Last year, 2024, marked 30 years since RISE registered as charity to support people experiencing or fleeing from perpetrators of domestic and sexual violence and abuse in Sussex. We are proud to have supported over 45000 women and children in those 30 years and we are proud to still be here, still listening, supporting and campaigning for change. The fact that we are still needed after 30 years is not good news – our work should not be needed but it still is and so we mark this moment in our history this month.
While the need for our services has not lessened, legislation and public understanding of abuse have both been building over our lifetime (see the Centre for Women’s Justice timeline here). It’s astonishing to think about just how recent some of these changes are.
A few years after RISE incorporated as a company, in 1997, Occupation and Non-Molestation Orders were introduced. These are key pieces of legislation relevant only to domestic abuse which allow survivors to legally prohibit perpetrators from being in the family home or harassing the survivor. Breaching these Orders is a criminal act and so the Orders can act as a gateway into criminal charges.
Ten years ago, in 2015, Coercive Control became an offence in law. This was a vital step as we know that the physical abuse that many people think of when they hear the term ‘domestic abuse’ is often only a small part of the story. In fact, figures from 2023 showed that the majority - 88% - of partner abuse victims in England and Wales experienced non-physical abuse. I will never forget a RISE survivor describing here experience as, “being stamped on mentally.”
Five years ago, Stalking Protection Orders were introduced - though recent reports say they are not being adequately used. Stalking is ‘very often’ a feature of domestic abuse, both during and after relationships.
A very recent change, just last month in February 2025, is that perpetrators convicted of controlling or coercive behaviour who are sentenced to 12 months or longer, will now be automatically managed under multi-agency public protection arrangements (MAPPA). This is important as it means there is a legal requirement for agencies to work together to better manage the risks posed by these serious offenders, recognising the significant harm this kind of offending can cause. It also, for the first time, puts controlling or coercive behaviour on a par with other domestic abuse offences including threats to kill, attempted strangulation and stalking.

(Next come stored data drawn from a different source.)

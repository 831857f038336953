//! Tests for schema construction, lookup, merge, and equality

use rowflow::rowflow::sql::error::SqlError;
use rowflow::rowflow::sql::execution::schema::{FieldDef, Schema};
use rowflow::rowflow::sql::execution::types::{FieldType, TEXT_FIELD_WIDTH};

fn named_schema() -> Schema {
    Schema::with_names(
        vec![FieldType::Integer, FieldType::Text],
        vec![Some("a".to_string()), Some("b".to_string())],
    )
    .unwrap()
}

#[test]
fn test_zero_fields_rejected() {
    let err = Schema::from_types(vec![]).unwrap_err();
    assert!(matches!(err, SqlError::InvalidArgument { .. }));

    let err = Schema::new(vec![]).unwrap_err();
    assert!(matches!(err, SqlError::InvalidArgument { .. }));
}

#[test]
fn test_mismatched_type_and_name_lengths_rejected() {
    let err = Schema::with_names(
        vec![FieldType::Integer, FieldType::Text],
        vec![Some("a".to_string())],
    )
    .unwrap_err();
    assert!(matches!(err, SqlError::InvalidArgument { .. }));
}

#[test]
fn test_field_lookup_by_index() {
    let schema = named_schema();
    assert_eq!(schema.field_count(), 2);
    assert_eq!(schema.field_type(0).unwrap(), FieldType::Integer);
    assert_eq!(schema.field_type(1).unwrap(), FieldType::Text);
    assert_eq!(schema.field_name(0).unwrap(), Some("a"));
    assert_eq!(schema.field_name(1).unwrap(), Some("b"));
}

#[test]
fn test_out_of_range_index_rejected() {
    let schema = named_schema();
    assert!(matches!(
        schema.field_type(2).unwrap_err(),
        SqlError::InvalidArgument { .. }
    ));
    assert!(matches!(
        schema.field_name(99).unwrap_err(),
        SqlError::InvalidArgument { .. }
    ));
}

#[test]
fn test_index_lookup_by_name() {
    let schema = named_schema();
    assert_eq!(schema.index_of("a").unwrap(), 0);
    assert_eq!(schema.index_of("b").unwrap(), 1);

    let err = schema.index_of("missing").unwrap_err();
    assert!(matches!(err, SqlError::SchemaError { .. }));
}

#[test]
fn test_index_lookup_returns_first_match() {
    let schema = Schema::new(vec![
        FieldDef::named(FieldType::Integer, "dup"),
        FieldDef::named(FieldType::Text, "dup"),
    ])
    .unwrap();
    assert_eq!(schema.index_of("dup").unwrap(), 0);
}

#[test]
fn test_unnamed_fields_never_match_by_name() {
    let schema = Schema::from_types(vec![FieldType::Integer]).unwrap();
    assert!(schema.index_of("anything").is_err());
}

#[test]
fn test_byte_size_hint() {
    let schema = named_schema();
    assert_eq!(schema.byte_size(), 8 + TEXT_FIELD_WIDTH);
}

#[test]
fn test_merge_concatenates_types_and_names() {
    let left = named_schema();
    let right = Schema::with_names(vec![FieldType::Boolean], vec![Some("c".to_string())]).unwrap();

    let merged = Schema::merge(&left, &right);
    assert_eq!(merged.field_count(), 3);
    assert_eq!(merged.field_type(0).unwrap(), FieldType::Integer);
    assert_eq!(merged.field_type(2).unwrap(), FieldType::Boolean);
    assert_eq!(merged.field_name(0).unwrap(), Some("a"));
    assert_eq!(merged.field_name(2).unwrap(), Some("c"));
}

#[test]
fn test_merge_of_unnamed_schemas_stays_unnamed() {
    let left = Schema::from_types(vec![FieldType::Integer]).unwrap();
    let right = Schema::from_types(vec![FieldType::Text, FieldType::Float]).unwrap();

    let merged = Schema::merge(&left, &right);
    assert_eq!(merged.field_count(), 3);
    for i in 0..merged.field_count() {
        assert_eq!(merged.field_name(i).unwrap(), None);
    }
}

#[test]
fn test_equality_ignores_names() {
    let named = named_schema();
    let anonymous = Schema::with_names(
        vec![FieldType::Integer, FieldType::Text],
        vec![None, None],
    )
    .unwrap();

    // Same type sequence compares equal regardless of labels...
    assert_eq!(named, anonymous);
    // ...but the two schemas are still distinguishable by name lookup
    assert!(named.index_of("a").is_ok());
    assert!(anonymous.index_of("a").is_err());
}

#[test]
fn test_inequality_on_types_or_arity() {
    let schema = named_schema();
    let different_types =
        Schema::from_types(vec![FieldType::Text, FieldType::Integer]).unwrap();
    let different_arity = Schema::from_types(vec![FieldType::Integer]).unwrap();

    assert_ne!(schema, different_types);
    assert_ne!(schema, different_arity);
}

#[test]
fn test_display() {
    assert_eq!(named_schema().to_string(), "INTEGER(a), TEXT(b)");
    let anonymous = Schema::from_types(vec![FieldType::Integer]).unwrap();
    assert_eq!(anonymous.to_string(), "INTEGER(?)");
}

#[test]
fn test_iterator_walks_fields_in_order() {
    let schema = named_schema();
    let defs: Vec<&FieldDef> = schema.iter().collect();
    assert_eq!(defs.len(), 2);
    assert_eq!(defs[0].field_type, FieldType::Integer);
    assert_eq!(defs[1].name.as_deref(), Some("b"));
}
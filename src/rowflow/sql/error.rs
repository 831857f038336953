/*!
# Query Evaluation Error Handling

This module provides error handling for the query evaluation core. All
operations return well-structured errors with enough context to tell the
failure classes apart at the call site.

## Error Categories

The evaluation core defines four categories of errors:

- **Invalid Argument Errors**: bad constructor inputs (out-of-range field
  indices, zero-field schemas, mismatched type/name lists), detected eagerly
  at construction
- **Type Errors**: a field's runtime type does not match what an operation
  requires, detected per row during aggregation
- **Schema Errors**: a row arrives with a schema different from the one the
  aggregation started with, or a field lookup fails
- **Illegal State Errors**: a pull-protocol call (`fetch_next`, `rewind`,
  `close`) made while an operator is not open, or `open` on an open operator

Exhaustion of a row stream is NOT an error: `fetch_next` returning
`Ok(None)` and `has_next` returning `Ok(false)` are the normal terminal
condition, distinct from all of the above.

## Error Propagation

All errors are surfaced synchronously to the immediate caller; nothing is
swallowed or retried internally. A failed merge during an aggregate drain
aborts the whole aggregation and leaves the operator unusable.

The module provides the `SqlResult<T>` alias for fallible operations.
Errors implement the standard Rust error traits (`std::error::Error`,
`Display`, `Debug`) for seamless integration with caller error handling.
*/

use std::fmt;

/// Result type for all fallible query evaluation operations.
pub type SqlResult<T> = Result<T, SqlError>;

/// Error types for query evaluation operations.
///
/// Each variant carries the context relevant to its failure class, enabling
/// precise error reporting without string matching.
///
/// # Examples
///
/// ```rust
/// use rowflow::rowflow::sql::error::SqlError;
///
/// let arg_err = SqlError::invalid_argument("field index 7 out of range for 2 fields");
/// let type_err = SqlError::type_error("INTEGER", "TEXT", Some("abc".to_string()));
/// let state_err = SqlError::illegal_state("AggregateOperator", "operator is not open");
/// ```
#[derive(Debug, Clone, PartialEq)]
pub enum SqlError {
    /// Invalid constructor or call arguments.
    ///
    /// Occurs when an operator or schema is built from malformed inputs:
    /// grouping/aggregate indices out of range, zero-field schemas, or
    /// type/name lists of different lengths. Always detected eagerly.
    InvalidArgument {
        /// Description of the rejected argument
        message: String,
    },

    /// Runtime type does not match the required type.
    ///
    /// Occurs when an aggregate field's value is not of the type the
    /// aggregator is specialized for. Detected per row during `merge`;
    /// the failed merge is not partially applied.
    TypeError {
        /// Required type name
        expected: String,
        /// Type name actually encountered
        actual: String,
        /// Display form of the offending value, if available
        value: Option<String>,
    },

    /// Schema validation failure.
    ///
    /// Occurs when a row's schema differs from the schema the aggregation
    /// started with, or when a name lookup finds no matching field.
    SchemaError {
        /// Description of the schema failure
        message: String,
        /// Name of the column involved, if applicable
        column: Option<String>,
    },

    /// Pull-protocol call made in the wrong operator state.
    ///
    /// Occurs when `fetch_next`, `rewind`, or `close` is called on a closed
    /// operator, or `open` on an operator that is already open.
    IllegalState {
        /// Name of the operator that rejected the call
        operator: String,
        /// Description of the state violation
        message: String,
    },
}

impl fmt::Display for SqlError {
    fn fmt(&self, f: &mut fmt::Formatter<'_>) -> fmt::Result {
        match self {
            SqlError::InvalidArgument { message } => {
                write!(f, "Invalid argument: {}", message)
            }
            SqlError::TypeError {
                expected,
                actual,
                value,
            } => {
                if let Some(val) = value {
                    write!(
                        f,
                        "Type error: expected {}, got {} for value '{}'",
                        expected, actual, val
                    )
                } else {
                    write!(f, "Type error: expected {}, got {}", expected, actual)
                }
            }
            SqlError::SchemaError { message, column } => {
                if let Some(col) = column {
                    write!(f, "Schema error for column '{}': {}", col, message)
                } else {
                    write!(f, "Schema error: {}", message)
                }
            }
            SqlError::IllegalState { operator, message } => {
                write!(f, "Illegal state in {}: {}", operator, message)
            }
        }
    }
}

impl std::error::Error for SqlError {}

impl SqlError {
    /// Create an invalid argument error
    pub fn invalid_argument(message: impl Into<String>) -> Self {
        SqlError::InvalidArgument {
            message: message.into(),
        }
    }

    /// Create a type error with expected/actual type names
    pub fn type_error(
        expected: impl Into<String>,
        actual: impl Into<String>,
        value: Option<String>,
    ) -> Self {
        SqlError::TypeError {
            expected: expected.into(),
            actual: actual.into(),
            value,
        }
    }

    /// Create a schema error, optionally naming the column involved
    pub fn schema_error(message: impl Into<String>, column: Option<String>) -> Self {
        SqlError::SchemaError {
            message: message.into(),
            column,
        }
    }

    /// Create an illegal state error for an operator
    pub fn illegal_state(operator: impl Into<String>, message: impl Into<String>) -> Self {
        SqlError::IllegalState {
            operator: operator.into(),
            message: message.into(),
        }
    }
}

Legislation matters as it gives us a legal framework to operate in. Seeing the state take abuse seriously matters, to survivors, perpetrators and organisations like RISE - it can criminalise behaviour, place legal responsibilities on bodies like the police, and it can mean funding is allocated by government. But while I am glad to see these legislative changes, I am impatient for change and that has to come from society as a whole. Rape Crisis England and Wales recently shared that violence against women and girls is ‘a serious and growing problem’ - and, at the same time, it’s been found that the Home Office has not used it’s whole budget to tackle this issue, for a few years in a row. This is while we and our sister organisations are experiencing funding cuts and having to reprioritise our work and plans.
Recent high profile cases and reports have shown us that domestic and sexual abuse and violence, and consent, are still very much misunderstood. There is no excuse for abuse, ever, but Women’s Aid found, in 2022, that UK adults are likely to see perceived ‘poor behaviour’ by the victim as an excuse for the abuse they experience. It never is. No-one has a right to punish another a partner with abuse, no matter what. This belief needs to change.
As we mark International Women’s Day, and look back over our thirty years as a charity in March, I would like to set a vision for legislation and public perception of abuse in thirty years, In 2055.
I want to see strong legislation in place and being used, and perpetrators convicted. I want to see the police and other state bodies recognising the challenges that survivors face when reporting, and supporting survivors through them.
I want public perception to recognise that women don't need to be protected, we need to be fully respected as equal humans, with the right to make our own decisions and have those decisions respected. We are not blank canvases for male aggression, domination or sexual gratification and our bodies are not up for grabs - literally or figuratively.
I would like there to be a broad understanding that domestic and sexual abuse and violence are part of a fundamental disregarding of women as autonomous beings, and this is at the heart of both crimes. I would like to see abuse become utterly taboo, and no longer excused by friends, families or the public at large.
With all this in mind, I wish you a happy International Women’s Day and I wish RISE, the organisation I am so proud to be part of, a happy 30th birthday event. One day we won’t be needed. Until then, we’ll be here - and I thank all of you for being there with us, too.